BEGIN

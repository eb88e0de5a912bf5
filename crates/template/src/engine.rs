//! Template engine implementation
//!
//! The engine wraps minijinja. Every source passes through
//! [`rewrite_go_dots`] before it is parsed.

use crate::functions;
use crate::preprocess::rewrite_go_dots;
use crate::{Error, Result};
use minijinja::{Environment, UndefinedBehavior};
use serde::Serialize;

/// Template engine for rendering source files
pub struct TemplateEngine {
    env: Environment<'static>,
}

impl std::fmt::Debug for TemplateEngine {
    fn fmt(&self, f: &mut std::fmt::Formatter<'_>) -> std::fmt::Result {
        f.debug_struct("TemplateEngine")
            .field("templates", &self.env.templates().count())
            .finish()
    }
}

impl TemplateEngine {
    /// Create an engine with the hearth functions and filters registered
    #[must_use]
    pub fn new() -> Self {
        let mut env = Environment::new();

        // Referencing missing data is an error, not an empty string
        env.set_undefined_behavior(UndefinedBehavior::Strict);
        env.set_trim_blocks(true);
        env.set_lstrip_blocks(true);
        env.set_keep_trailing_newline(true);

        env.add_function("env", functions::env);
        env.add_function("joinPath", functions::join_path);
        env.add_function("lookPath", functions::look_path);
        env.add_function("include", functions::include);
        env.add_function("output", functions::output);

        env.add_filter("quote", functions::quote);
        env.add_filter("toJson", functions::to_json);
        env.add_filter("fromJson", functions::from_json);
        env.add_filter("toToml", functions::to_toml);
        env.add_filter("toYaml", functions::to_yaml);

        Self { env }
    }

    /// Register a shared template usable with `{% include "name" %}`
    ///
    /// # Errors
    ///
    /// Returns error if `source` does not parse
    pub fn add_template(&mut self, name: &str, source: &str) -> Result<()> {
        let source = rewrite_go_dots(source).into_owned();
        self.env
            .add_template_owned(name.to_string(), source)
            .map_err(Error::from)
    }

    /// Parse `source` without rendering it
    ///
    /// # Errors
    ///
    /// Returns error if `source` does not parse
    pub fn check(&self, name: &str, source: &str) -> Result<()> {
        let source = rewrite_go_dots(source);
        // Parsing needs no registered functions
        let env = Environment::new();
        env.template_from_named_str(name, &source)?;
        Ok(())
    }

    /// Render `source` with `data`, naming it `name` in error messages
    ///
    /// # Examples
    ///
    /// ```
    /// use hearth_template::TemplateEngine;
    /// use serde_json::json;
    ///
    /// let engine = TemplateEngine::new();
    /// let out = engine
    ///     .render_named_str("dot_gitconfig.tmpl", "email = {{ .email }}\n", &json!({"email": "me@example.com"}))
    ///     .unwrap();
    /// assert_eq!(out, "email = me@example.com\n");
    /// ```
    ///
    /// # Errors
    ///
    /// Returns error if `source` does not parse or rendering fails
    pub fn render_named_str<S: Serialize>(&self, name: &str, source: &str, data: &S) -> Result<String> {
        let source = rewrite_go_dots(source);
        self.env
            .render_named_str(name, &source, data)
            .map_err(Error::from)
    }
}

impl Default for TemplateEngine {
    fn default() -> Self {
        Self::new()
    }
}

fn to_core(name: &str, err: &Error) -> hearth_core::Error {
    hearth_core::Error::Template {
        name: name.to_string(),
        message: err.to_string(),
    }
}

impl hearth_core::TemplateRenderer for TemplateEngine {
    fn add_template(&mut self, name: &str, source: &str) -> hearth_core::Result<()> {
        Self::add_template(self, name, source).map_err(|e| to_core(name, &e))
    }

    fn check(&self, name: &str, source: &str) -> hearth_core::Result<()> {
        Self::check(self, name, source).map_err(|e| to_core(name, &e))
    }

    fn render_named_str(&self, name: &str, source: &str, data: &serde_json::Value) -> hearth_core::Result<String> {
        Self::render_named_str(self, name, source, data).map_err(|e| to_core(name, &e))
    }
}

#[cfg(test)]
mod tests {
    #![allow(clippy::unwrap_used, clippy::panic)]

    use super::*;
    use hearth_core::TemplateRenderer;
    use serde_json::json;

    fn render(source: &str, data: &serde_json::Value) -> Result<String> {
        TemplateEngine::new().render_named_str("test", source, data)
    }

    #[test]
    fn test_go_style_references() {
        let data = json!({"chezmoi": {"os": "linux"}, "email": "me@example.com"});
        let out = render("{{ .chezmoi.os }} {{ .email }}", &data).unwrap();
        assert_eq!(out, "linux me@example.com");
    }

    #[test]
    fn test_plain_references() {
        let out = render("{{ chezmoi.os }}", &json!({"chezmoi": {"os": "darwin"}})).unwrap();
        assert_eq!(out, "darwin");
    }

    #[test]
    fn test_trailing_newline_kept() {
        assert_eq!(render("a\n", &json!({})).unwrap(), "a\n");
    }

    #[test]
    fn test_block_whitespace() {
        let source = "start\n  {% if .on %}\nyes\n  {% endif %}\nend\n";
        assert_eq!(render(source, &json!({"on": true})).unwrap(), "start\nyes\nend\n");
    }

    #[test]
    fn test_strict_undefined() {
        let err = render("{{ .missing }}", &json!({})).unwrap_err();
        assert!(matches!(err, Error::Render { .. }));
        assert!(render("{{ .a.missing }}", &json!({"a": {}})).is_err());
    }

    #[test]
    fn test_syntax_error() {
        let engine = TemplateEngine::new();
        let err = engine.check("broken", "{{ ").unwrap_err();
        assert!(matches!(err, Error::Syntax { .. }));
        assert!(err.to_string().contains("broken"));
        assert!(engine.check("ok", "{{ .a }}").is_ok());
    }

    #[test]
    fn test_shared_templates() {
        let mut engine = TemplateEngine::new();
        engine.add_template("greeting", "hi {{ .name }}").unwrap();
        let out = engine
            .render_named_str("dot_x.tmpl", "{% include \"greeting\" %}!", &json!({"name": "me"}))
            .unwrap();
        assert_eq!(out, "hi me!");
    }

    #[test]
    fn test_filters() {
        let data = json!({"v": {"a": 1}});
        assert_eq!(render("{{ .v | toJson }}", &data).unwrap(), r#"{"a":1}"#);
        assert_eq!(render("{{ \"x\" | quote }}", &data).unwrap(), "\"x\"");
        assert_eq!(render("{{ (\"[1]\" | fromJson)[0] }}", &data).unwrap(), "1");
    }

    #[test]
    fn test_renderer_trait_maps_errors() {
        let engine = TemplateEngine::new();
        let err = TemplateRenderer::render_named_str(&engine, "dot_x.tmpl", "{{ .nope }}", &json!({})).unwrap_err();
        assert!(matches!(err, hearth_core::Error::Template { ref name, .. } if name == "dot_x.tmpl"));
    }

    #[test]
    fn test_include_reads_source_dir() {
        let dir = tempfile::tempdir().unwrap();
        std::fs::write(dir.path().join("common"), "shared\n").unwrap();
        let data = json!({"chezmoi": {"sourceDir": dir.path().to_string_lossy()}});
        assert_eq!(render("{{ include(\"common\") }}", &data).unwrap(), "shared\n");
    }
}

END

Task statement - Produce the material again exactly as it is shown above.

Task answer -
repository eb88e0de5a912bf5
filename crates/template/src/engine.rs
//! Template engine implementation
//!
//! The engine wraps minijinja. Every source passes through
//! [`rewrite_go_dots`] before it is parsed.

use crate::functions;
use crate::preprocess::rewrite_go_dots;
use crate::{Error, Result};
use minijinja::{Environment, UndefinedBehavior};
use serde::Serialize;

/// Template engine for rendering source files
pub struct TemplateEngine {
    env: Environment<'static>,
}

impl std::fmt::Debug for TemplateEngine {
    fn fmt(&self, f: &mut std::fmt::Formatter<'_>) -> std::fmt::Result {
        f.debug_struct("TemplateEngine")
            .field("templates", &self.env.templates().count())
            .finish()
    }
}

impl TemplateEngine {
    /// Create an engine with the hearth functions and filters registered
    #[must_use]
    pub fn new() -> Self {
        let mut env = Environment::new();

        // Referencing missing data is an error, not an empty string
        env.set_undefined_behavior(UndefinedBehavior::Strict);
        env.set_trim_blocks(true);
        env.set_lstrip_blocks(true);
        env.set_keep_trailing_newline(true);

        env.add_function("env", functions::env);
        env.add_function("joinPath", functions::join_path);
        env.add_function("lookPath", functions::look_path);
        env.add_function("include", functions::include);
        env.add_function("output", functions::output);

        env.add_filter("quote", functions::quote);
        env.add_filter("toJson", functions::to_json);
        env.add_filter("fromJson", functions::from_json);
        env.add_filter("toToml", functions::to_toml);
        env.add_filter("toYaml", functions::to_yaml);

        Self { env }
    }

    /// Register a shared template usable with `{% include "name" %}`
    ///
    /// # Errors
    ///
    /// Returns error if `source` does not parse
    pub fn add_template(&mut self, name: &str, source: &str) -> Result<()> {
        let source = rewrite_go_dots(source).into_owned();
        self.env
            .add_template_owned(name.to_string(), source)
            .map_err(Error::from)
    }

    /// Parse `source` without rendering it
    ///
    /// # Errors
    ///
    /// Returns error if `source` does not parse
    pub fn check(&self, name: &str, source: &str) -> Result<()> {
        let source = rewrite_go_dots(source);
        // Parsing needs no registered functions
        let env = Environment::new();
        env.template_from_named_str(name, &source)?;
        Ok(())
    }

    /// Render `source` with `data`, naming it `name` in error messages
    ///
    /// # Examples
    ///
    /// ```
    /// use hearth_template::TemplateEngine;
    /// use serde_json::json;
    ///
    /// let engine = TemplateEngine::new();
    /// let out = engine
    ///     .render_named_str("dot_gitconfig.tmpl", "email = {{ .email }}\n", &json!({"email": "me@example.com"}))
    ///     .unwrap();
    /// assert_eq!(out, "email = me@example.com\n");
    /// ```
    ///
    /// # Errors
    ///
    /// Returns error if `source` does not parse or rendering fails
    pub fn render_named_str<S: Serialize>(&self, name: &str, source: &str, data: &S) -> Result<String> {
        let source = rewrite_go_dots(source);
        self.env
            .render_named_str(name, &source, data)
            .map_err(Error::from)
    }
}

impl Default for TemplateEngine {
    fn default() -> Self {
        Self::new()
    }
}

fn to_core(name: &str, err: &Error) -> hearth_core::Error {
    hearth_core::Error::Template {
        name: name.to_string(),
        message: err.to_string(),
    }
}

impl hearth_core::TemplateRenderer for TemplateEngine {
    fn add_template(&mut self, name: &str, source: &str) -> hearth_core::Result<()> {
        Self::add_template(self, name, source).map_err(|e| to_core(name, &e))
    }

    fn check(&self, name: &str, source: &str) -> hearth_core::Result<()> {
        Self::check(self, name, source).map_err(|e| to_core(name, &e))
    }

    fn render_named_str(&self, name: &str, source: &str, data: &serde_json::Value) -> hearth_core::Result<String> {
        Self::render_named_str(self, name, source, data).map_err(|e| to_core(name, &e))
    }
}

#[cfg(test)]
mod tests {
    #![allow(clippy::unwrap_used, clippy::panic)]

    use super::*;
    use hearth_core::TemplateRenderer;
    use serde_json::json;

    fn render(source: &str, data: &serde_json::Value) -> Result<String> {
        TemplateEngine::new().render_named_str("test", source, data)
    }

    #[test]
    fn test_go_style_references() {
        let data = json!({"chezmoi": {"os": "linux"}, "email": "me@example.com"});
        let out = render("{{ .chezmoi.os }} {{ .email }}", &data).unwrap();
        assert_eq!(out, "linux me@example.com");
    }

    #[test]
    fn test_plain_references() {
        let out = render("{{ chezmoi.os }}", &json!({"chezmoi": {"os": "darwin"}})).unwrap();
        assert_eq!(out, "darwin");
    }

    #[test]
    fn test_trailing_newline_kept() {
        assert_eq!(render("a\n", &json!({})).unwrap(), "a\n");
    }

    #[test]
    fn test_block_whitespace() {
        let source = "start\n  {% if .on %}\nyes\n  {% endif %}\nend\n";
        assert_eq!(render(source, &json!({"on": true})).unwrap(), "start\nyes\nend\n");
    }

    #[test]
    fn test_strict_undefined() {
        let err = render("{{ .missing }}", &json!({})).unwrap_err();
        assert!(matches!(err, Error::Render { .. }));
        assert!(render("{{ .a.missing }}", &json!({"a": {}})).is_err());
    }

    #[test]
    fn test_syntax_error() {
        let engine = TemplateEngine::new();
        let err = engine.check("broken", "{{ ").unwrap_err();
        assert!(matches!(err, Error::Syntax { .. }));
        assert!(err.to_string().contains("broken"));
        assert!(engine.check("ok", "{{ .a }}").is_ok());
    }

    #[test]
    fn test_shared_templates() {
        let mut engine = TemplateEngine::new();
        engine.add_template("greeting", "hi {{ .name }}").unwrap();
        let out = engine
            .render_named_str("dot_x.tmpl", "{% include \"greeting\" %}!", &json!({"name": "me"}))
            .unwrap();
        assert_eq!(out, "hi me!");
    }

    #[test]
    fn test_filters() {
        let data = json!({"v": {"a": 1}});
        assert_eq!(render("{{ .v | toJson }}", &data).unwrap(), r#"{"a":1}"#);
        assert_eq!(render("{{ \"x\" | quote }}", &data).unwrap(), "\"x\"");
        assert_eq!(render("{{ (\"[1]\" | fromJson)[0] }}", &data).unwrap(), "1");
    }

    #[test]
    fn test_renderer_trait_maps_errors() {
        let engine = TemplateEngine::new();
        let err = TemplateRenderer::render_named_str(&engine, "dot_x.tmpl", "{{ .nope }}", &json!({})).unwrap_err();
        assert!(matches!(err, hearth_core::Error::Template { ref name, .. } if name == "dot_x.tmpl"));
    }

    #[test]
    fn test_include_reads_source_dir() {
        let dir = tempfile::tempdir().unwrap();
        std::fs::write(dir.path().join("common"), "shared\n").unwrap();
        let data = json!({"chezmoi": {"sourceDir": dir.path().to_string_lossy()}});
        assert_eq!(render("{{ include(\"common\") }}", &data).unwrap(), "shared\n");
    }
}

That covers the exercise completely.